-- Records supplied follows --

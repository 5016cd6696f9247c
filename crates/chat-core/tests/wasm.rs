//! WASM-target tests for chat-core.
//!
//! Drives a full ChatSession over the in-memory ports under
//! wasm32-unknown-unknown via `wasm-pack test --node`.

use wasm_bindgen_test::*;

use chat_core::event_bus::{ChatEvent, EventBus};
use chat_core::ports::ConnectionId;
use chat_core::state::{Phase, RatingState};
use chat_core::testing::*;
use chat_types::session::SessionStatus;
use serde_json::json;

// ─── EventBus Tests ──────────────────────────────────────

#[wasm_bindgen_test]
fn event_bus_emit_and_drain() {
    let bus = EventBus::new();
    bus.emit(ChatEvent::TranscriptChanged);
    bus.emit(ChatEvent::PhaseChanged(Phase::Active));

    assert!(bus.has_pending());
    assert_eq!(bus.drain().len(), 2);
    assert!(!bus.has_pending());
}

// ─── Session Tests ───────────────────────────────────────

#[wasm_bindgen_test]
fn session_full_conversation() {
    let mut c = TestClient::new();
    c.start_active("c1");
    c.session.send_message("my deposit is missing", None);
    c.server_bump(
        "newMessage",
        json!({ "id": 10, "role": "player", "text": "my deposit is missing" }),
    );
    c.server_bump(
        "newMessage",
        json!({ "id": 11, "role": "system_ai_wasco", "text": "Let me check." }),
    );
    c.advance(1000);

    let state = c.session.state();
    let ids: Vec<&str> = state.messages.iter().map(|m| m.id.as_str()).collect();
    assert_eq!(&ids[1..], &["10", "11"]);

    c.session.end_chat();
    c.session.submit_rating(5);
    assert_eq!(c.session.state().phase, Phase::RatingSubmitted);
    assert_eq!(c.session.snapshot().rating_state, RatingState::Submitted);

    let stored = c.stored().unwrap();
    assert_eq!(stored.status, SessionStatus::Closed);
    assert!(stored.rating_submitted);
}

#[wasm_bindgen_test]
fn session_reload_resumes_over_shared_store() {
    let mut first = TestClient::new();
    first.start_active("c1");
    first.session.unmount();
    assert!(first.socket.was_closed(ConnectionId(0)));

    let mut second = TestClient::with_store(test_config(), first.store.clone());
    second.session.mount();
    second.open_socket();
    second.server_bump("rejoinChatSuccess", json!({ "chatId": "c1" }));

    assert_eq!(second.session.state().phase, Phase::Active);
    assert_eq!(second.sent()[0]["tag"], "playerResumeChat");
    // A resumed chat is never greeted again
    assert!(second.session.state().messages.is_empty());
}

#[wasm_bindgen_test]
fn session_rating_after_reload_uses_one_shot() {
    let mut first = TestClient::new();
    first.start_active("c1");
    first.session.send_message("hello", None);
    first.session.end_chat();
    first.session.unmount();

    let mut second = TestClient::with_store(test_config(), first.store.clone());
    second.session.mount();
    assert_eq!(second.session.state().phase, Phase::ClosedPendingRating);

    second.session.submit_rating(3);
    second.open_socket();
    let sent = second.sent();
    assert_eq!(sent.len(), 1);
    assert_eq!(sent[0]["rating"], 3);
    assert!(second.socket.was_closed(ConnectionId(0)));
}

#[wasm_bindgen_test]
fn session_read_receipts_flush_once() {
    let mut c = TestClient::new();
    c.start_active("c1");
    c.session.mark_messages_as_read(["3", "4"]);
    c.session.mark_messages_as_read(["4", "x"]);
    c.advance(300);
    c.advance(300);

    let receipts: Vec<_> = c
        .sent()
        .into_iter()
        .filter(|v| v["tag"] == "playerMarkMessagesAsRead")
        .collect();
    assert_eq!(receipts.len(), 1);
    assert_eq!(receipts[0]["messageIds"], json!([3, 4]));
}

-- Records supplied concluded --

**Task directions**
Show every line above in which the word "ChatEvent" occurs.

**Task output**
use chat_core::event_bus::{ChatEvent, EventBus};
    bus.emit(ChatEvent::TranscriptChanged);
    bus.emit(ChatEvent::PhaseChanged(Phase::Active));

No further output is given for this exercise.